Os paradoxos ontológicos do solipsismo à luz da brutalidade hardcore de “Lower Canopy”, o EP/7” dos Don’t Disturb My Circles, que a Ring Leader e a Regulator Records editaram em 2018.
Na filosofia, o solipsismo é a consequência última de se acreditar que o conhecimento ou o saber-se está exclusivamente enraízado em estados de experiência interiores, onde apenas subsiste o ego e as suas sensações e tudo aquilo que o rodeia é acessório, meras impressões de papel figurativo. Na melhor das hipóteses, o solipsismo é voluntariamente abraçado como ideal – no caso do isolamento monástico, do eremitério, embora aí, o ego procure uma ascese metafísica, em detrimento da sabedoria. Na pior das hipóteses, esse egoísmo pragmático torna-se narcótico.
Poucos homens são justos para o seu próprio bem. Seguros de si, daquilo que aos seus olhos é a sua exemplar fibra moral, em poleiros de auto-ilusão e grandiosidade adquiridos através duma cultura de individualidade, não toleram depois ver-se reflectidos nos olhos dos que não os julgam. Então feridos de morte, ante a compreensão da sua própria pequenez, defendem-se com um complexo de superioridade, com um hálito negro de rancor para com aqueles que os rodeiam. E assim lhes sucumbe o resto da graça: incapazes do seu próprio bem, tornam-se incapazes do bem ao próximo. Não amam ninguém, ou nada, a não ser a si próprios. Que leiam o mythos de Narkissos e possam despertar a tempo.
Estas reflexões são despertas por “Lower Canopy”, EP que os Don’t Disturb My Circles editaram em 2018. E que, abrindo com o tema “Rotten And Pleased” e fechando com “Self Inflicted Solipsism”, parece criar um loop paradoxal neste sentido. Porque, na maioria das vezes, é a corrupção que sufoca o indivíduo e o impele a procurar refúgio dentro das suas delimitações ontológicas. Mas depois são estas delimitações, uma fraca, baixa ou reduzida canópia, que acabam por corroer a mente, o espírito e , consequentemente, à sua perdição.

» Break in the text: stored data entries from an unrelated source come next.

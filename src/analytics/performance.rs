//! Return, Sharpe ratio and drawdown for a finished backtest.
//!
//! Everything here is derived from the initial portfolio and the trade log.
//! The value series is indexed by trade: point 0 is the initial portfolio,
//! point `i` is the portfolio after replaying trade `i` with the traded asset
//! marked at the trade price and every other asset at its last known price.

use crate::types::{Portfolio, Trade};
use rust_decimal::{Decimal, MathematicalOps};

/// Trading periods per year used to annualize the Sharpe ratio.
///
/// Each trade counts as one period, which assumes roughly daily trades.
pub const PERIODS_PER_YEAR: u32 = 252;

#[derive(Debug, Clone, Copy, PartialEq)]
pub struct PerformanceSummary {
    pub total_return: Decimal,
    pub sharpe_ratio: Decimal,
    pub max_drawdown: Decimal,
}

pub struct PerformanceAnalyzer;

impl PerformanceAnalyzer {
    pub fn summarize(
        initial: &Portfolio,
        final_portfolio: &Portfolio,
        trades: &[Trade],
    ) -> PerformanceSummary {
        let series = Self::value_series(initial, trades);
        PerformanceSummary {
            total_return: Self::total_return(initial, final_portfolio),
            sharpe_ratio: Self::sharpe_ratio(&series, trades.len()),
            max_drawdown: Self::max_drawdown(&series),
        }
    }

    /// Percent change in total value between two snapshots.
    pub fn total_return(initial: &Portfolio, final_portfolio: &Portfolio) -> Decimal {
        let start = initial.total_value();
        if start.is_zero() {
            return Decimal::ZERO;
        }
        (final_portfolio.total_value() - start) / start * Decimal::ONE_HUNDRED
    }

    pub fn value_series(initial: &Portfolio, trades: &[Trade]) -> Vec<Decimal> {
        let mut replay = initial.clone();
        let mut series = Vec::with_capacity(trades.len() + 1);
        series.push(replay.total_value());

        for trade in trades {
            replay.apply_trade(trade);
            series.push(replay.value_at(&trade.symbol, trade.price));
        }
        series
    }

    /// `mean / stddev * sqrt(252)` over per-trade returns.
    ///
    /// Zero with fewer than two trades or when every return is identical.
    pub fn sharpe_ratio(series: &[Decimal], trade_count: usize) -> Decimal {
        if trade_count < 2 || series.len() < 2 {
            return Decimal::ZERO;
        }

        let returns: Vec<Decimal> = series
            .windows(2)
            .filter(|w| !w[0].is_zero())
            .map(|w| (w[1] - w[0]) / w[0])
            .collect();
        if returns.is_empty() {
            return Decimal::ZERO;
        }

        let n = Decimal::from(returns.len());
        let mean = returns.iter().sum::<Decimal>() / n;
        let variance = returns
            .iter()
            .map(|r| (*r - mean) * (*r - mean))
            .sum::<Decimal>()
            / n;

        let Some(stddev) = variance.sqrt() else {
            return Decimal::ZERO;
        };
        if stddev.is_zero() {
            return Decimal::ZERO;
        }
        let annualization = Decimal::from(PERIODS_PER_YEAR).sqrt().unwrap_or(Decimal::ONE);

        mean / stddev * annualization
    }

    /// Largest percentage fall from a running peak.
    pub fn max_drawdown(series: &[Decimal]) -> Decimal {
        let Some(first) = series.first() else {
            return Decimal::ZERO;
        };

        let mut peak = *first;
        let mut max_dd = Decimal::ZERO;
        for value in series {
            if *value > peak {
                peak = *value;
            } else if peak > Decimal::ZERO {
                let dd = (peak - *value) / peak * Decimal::ONE_HUNDRED;
                max_dd = max_dd.max(dd);
            }
        }
        max_dd
    }
}

#[cfg(test)]
mod tests {
    use super::*;
    use crate::types::{Asset, Side};
    use rust_decimal_macros::dec;

    fn trade(side: Side, qty: Decimal, price: Decimal) -> Trade {
        Trade {
            symbol: "BTCUSDT".to_string(),
            side,
            quantity: qty,
            price,
            timestamp: 0,
        }
    }

    fn start() -> Portfolio {
        Portfolio::new(dec!(1000)).with_asset(Asset::new("BTCUSDT", dec!(100), dec!(10)))
    }

    #[test]
    fn sharpe_is_zero_for_short_logs() {
        let p = start();
        let empty = PerformanceAnalyzer::value_series(&p, &[]);
        assert_eq!(PerformanceAnalyzer::sharpe_ratio(&empty, 0), Decimal::ZERO);

        let one = [trade(Side::Buy, dec!(1), dec!(90))];
        let series = PerformanceAnalyzer::value_series(&p, &one);
        assert_eq!(PerformanceAnalyzer::sharpe_ratio(&series, 1), Decimal::ZERO);
    }

    #[test]
    fn sharpe_is_zero_without_dispersion() {
        let series = [dec!(100), dec!(110), dec!(121)];
        assert_eq!(PerformanceAnalyzer::sharpe_ratio(&series, 2), Decimal::ZERO);
    }

    #[test]
    fn sharpe_sign_follows_mean_return() {
        let up = [dec!(100), dec!(110), dec!(115), dec!(130)];
        let down = [dec!(100), dec!(90), dec!(88), dec!(70)];
        assert!(PerformanceAnalyzer::sharpe_ratio(&up, 3) > Decimal::ZERO);
        assert!(PerformanceAnalyzer::sharpe_ratio(&down, 3) < Decimal::ZERO);
    }

    #[test]
    fn drawdown_zero_for_rising_series() {
        let series = [dec!(100), dec!(100), dec!(105), dec!(130)];
        assert_eq!(PerformanceAnalyzer::max_drawdown(&series), Decimal::ZERO);
    }

    #[test]
    fn drawdown_uses_running_peak() {
        let series = [dec!(100), dec!(120), dec!(90), dec!(150), dec!(135)];
        // 120 -> 90 is 25%, 150 -> 135 only 10%
        assert_eq!(PerformanceAnalyzer::max_drawdown(&series), dec!(25));
    }

    #[test]
    fn value_series_marks_traded_asset_at_trade_price() {
        let trades = [
            trade(Side::Buy, dec!(1), dec!(90)),
            trade(Side::Sell, dec!(2), dec!(120)),
        ];
        let series = PerformanceAnalyzer::value_series(&start(), &trades);
        // 1000 + 10*100; then 910 + 11*90; then 1150 + 9*120
        assert_eq!(series, vec![dec!(2000), dec!(1900), dec!(2230)]);
    }

    #[test]
    fn total_return_in_percent() {
        let mut end = start();
        end.cash = dec!(1500);
        assert_eq!(PerformanceAnalyzer::total_return(&start(), &end), dec!(25));
        assert_eq!(
            PerformanceAnalyzer::total_return(&Portfolio::default(), &end),
            Decimal::ZERO
        );
    }
}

Foi há uns valentes anos que, num obscuro concerto de No Omega (com o chamariz do selo Throatruiner), se deu o contacto com a brutalidade hardcore punk a que a banda nacional funde um certo groove rocker e uma furiosa matemática instrumental. Como refere um internauta no Bandcamp dos DDMC, esta colecção de quatro temas carrega reminiscências do hardcore na viragem do milénio e aos três grandes “Cs”, os Converge, os Coalescence e os Cave In. A ferocidade instrumental do trio que compreende as baterias de João Seixas, os baixos de Sérgio Prata Almeida e as guitarras de Henrique Reis é-nos entregue com assinaláveis destreza e velocidade de execução. E depois, vocalmente, o João Alves Coelho empresta aos temas toda a visceralidade do seu âmago.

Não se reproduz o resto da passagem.